WASHINGTON — There's a food fight under way between Capitol Hill and the Agriculture Department, and it's about small potatoes.

Organic small potatoes.

Big ones, too, as well as peas, beans, beef, poultry and melons. Just about anything, in fact, that's farm-raised and edible.

Three Republican senators have complained that a USDA effort to educate the public about where food comes from slights "conventional farmers who produce the vast majority of our nation's food supply."

Sens. Pat Roberts of Kansas, John McCain of Arizona and Saxby Chambliss of Georgia complained in a recent letter to Agriculture Secretary Tom Vilsack that his agency spent $65 million last year on a program "aimed at small, hobbyist and organic producers whose customers generally consist of affluent patrons at urban farmers markets."

Or, to put it bluntly: Take your arugula and shove it.

The USDA calls the program "Know Your Farmer, Know Your Food." It has no money of its own, but the agency has spent other federal agricultural dollars to further its goals, including farm bill funds to aid locally grown food projects.

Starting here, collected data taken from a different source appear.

//! In-memory store used by the unit tests

use std::cell::RefCell;
use std::collections::{HashMap, HashSet};

use crate::error::{Result, SyncError};
use crate::models::*;
use crate::traits::ResourceStore;

#[derive(Debug, Clone, PartialEq, Eq)]
pub enum Call {
    Authenticate,
    GetContainer(String),
    ListExisting(ResourceKind),
    Create(String),
}

/// Records every call and keeps created names so duplicates can be rejected
#[derive(Default)]
pub struct RecordingStore {
    labels: RefCell<HashSet<String>>,
    issues: RefCell<HashSet<String>>,
    failures: HashMap<String, u16>,
    reject_duplicates: bool,
    fail_listing: bool,
    missing_container: bool,
    unauthorized: bool,
    next_id: RefCell<u64>,
    calls: RefCell<Vec<Call>>,
}

impl RecordingStore {
    pub fn new() -> Self {
        Self::default()
    }

    pub fn with_existing_labels(self, names: &[&str]) -> Self {
        self.labels
            .borrow_mut()
            .extend(names.iter().map(|n| n.to_string()));
        self
    }

    pub fn with_existing_issues(self, titles: &[&str]) -> Self {
        self.issues
            .borrow_mut()
            .extend(titles.iter().map(|t| t.to_string()));
        self
    }

    pub fn fail_on(mut self, name: &str, status: u16) -> Self {
        self.failures.insert(name.to_string(), status);
        self
    }

    pub fn reject_duplicates(mut self) -> Self {
        self.reject_duplicates = true;
        self
    }

    pub fn fail_listing(mut self) -> Self {
        self.fail_listing = true;
        self
    }

    pub fn without_container(mut self) -> Self {
        self.missing_container = true;
        self
    }

    pub fn unauthorized(mut self) -> Self {
        self.unauthorized = true;
        self
    }

    pub fn calls(&self) -> Vec<Call> {
        self.calls.borrow().clone()
    }

    pub fn create_calls(&self) -> usize {
        self.calls
            .borrow()
            .iter()
            .filter(|c| matches!(c, Call::Create(_)))
            .count()
    }

    /// Names that were actually created, in order
    pub fn created_names(&self) -> Vec<String> {
        self.calls
            .borrow()
            .iter()
            .filter_map(|c| match c {
                Call::Create(name) => Some(name.clone()),
                _ => None,
            })
            .filter(|name| !self.failures.contains_key(name))
            .collect()
    }

    fn collection(&self, kind: ResourceKind) -> &RefCell<HashSet<String>> {
        match kind {
            ResourceKind::Label => &self.labels,
            ResourceKind::Issue => &self.issues,
        }
    }
}

impl ResourceStore for RecordingStore {
    fn authenticate(&self) -> Result<String> {
        self.calls.borrow_mut().push(Call::Authenticate);
        if self.unauthorized {
            return Err(SyncError::Unauthorized);
        }
        Ok("tester".to_string())
    }

    fn get_container(&self, full_name: &str) -> Result<ContainerRef> {
        self.calls
            .borrow_mut()
            .push(Call::GetContainer(full_name.to_string()));
        if self.missing_container {
            return Err(SyncError::ContainerNotFound(full_name.to_string()));
        }
        ContainerRef::parse(full_name)
            .ok_or_else(|| SyncError::InvalidInput(full_name.to_string()))
    }

    fn list_existing(
        &self,
        _container: &ContainerRef,
        kind: ResourceKind,
    ) -> Result<HashSet<String>> {
        self.calls.borrow_mut().push(Call::ListExisting(kind));
        if self.fail_listing {
            return Err(SyncError::Api {
                status: 500,
                message: "listing failed".to_string(),
            });
        }
        Ok(self.collection(kind).borrow().clone())
    }

    fn create_one(
        &self,
        _container: &ContainerRef,
        resource: &DesiredResource,
    ) -> Result<RemoteHandle> {
        let name = resource.name().to_string();
        self.calls.borrow_mut().push(Call::Create(name.clone()));

        if let Some(status) = self.failures.get(&name) {
            return Err(SyncError::Api {
                status: *status,
                message: "Server Error".to_string(),
            });
        }

        let mut names = self.collection(resource.kind()).borrow_mut();
        if self.reject_duplicates && names.contains(&name) {
            return Err(SyncError::Api {
                status: 422,
                message: "Validation Failed (already_exists)".to_string(),
            });
        }
        names.insert(name.clone());

        let mut next_id = self.next_id.borrow_mut();
        *next_id += 1;
        let reference = match resource.kind() {
            ResourceKind::Label => name,
            ResourceKind::Issue => format!("#{}", next_id),
        };
        Ok(RemoteHandle {
            id: *next_id,
            reference,
            url: Some(format!("https://example.test/{}", next_id)),
        })
    }
}

pub fn label(name: &str) -> DesiredResource {
    DesiredResource::Label(LabelSpec {
        name: name.to_string(),
        color: "0e8a16".to_string(),
        description: None,
    })
}

pub fn issue(title: &str) -> DesiredResource {
    DesiredResource::Issue(IssueSpec {
        title: title.to_string(),
        body: Some("body".to_string()),
        labels: vec!["feature".to_string()],
    })
}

These include grants to support farmers markets in Kansas and California, crop productivity and management efforts in Missouri and Alaska, and organic agriculture research in North Carolina and Washington state.

Bruce Babcock, an economist and the director of the Center for Agricultural and Rural Development at Iowa State University, said it was "ironic" that the senators and others objected to the USDA spending $65 million on Know Your Farmer when commodity producers received $5 billion during the past two years, and the crop insurance industry received $7 billion.

"We should welcome alternative producers if we want to see entrepreneurship grow in rural America," Babcock said. "How can it hurt? It can only help."

Supporters of Know Your Farmer, such as Dan Nagengast, the executive director of the Kansas Rural Center, said that critics have ignored the program's larger goals: To spread the word about the economic value of local food production and thereby preserve America's rural heritage.

"Cultivating these new markets — not replacing old ones — is critical to revitalizing rural America," Vilsack wrote to Roberts, McCain and Chambliss.

About 40,000 mid-sized farms disappeared between 2002 and 2007, according to the U.S. Census. For many, it's too costly to compete. They're too big to market their own goods directly, but often not big enough to use wholesale.

"Towns are emptying in western Kansas because medium-sized farms don't count any more," said Nagengast, whose agency is a nonprofit research and family farm advocacy group. "Generally, he's (Roberts) got better judgment than to gratuitously dismiss something the health industry, environmental industry, rural development industry and people in small towns are interested in. It's a whole other layer of the economy that he's dismissing."

The Agriculture Department's efforts reflect a growing movement toward healthier eating and fresh-from-the-farm cooking. It embraces more than just foodies who scour the farm stands for the perfect baby eggplant and devour issues of Bon Appetit.

Followers include everyone from public school officials who want to cut fats and sugar out of their cafeteria menus, to restaurateurs such as Jane Zieha, whose Blue Bird Bistro in Kansas City, Mo., has been serving farm-to-table food for a decade.

"I am working very hard to change the myth that local food — you know what you're consuming and who's growing it — is only for the affluent," she said. "My customers come from all walks of life."

The local food movement has no bigger symbol than first lady Michelle Obama, who started a kitchen garden on the South Lawn of the White House and leads a campaign against childhood obesity.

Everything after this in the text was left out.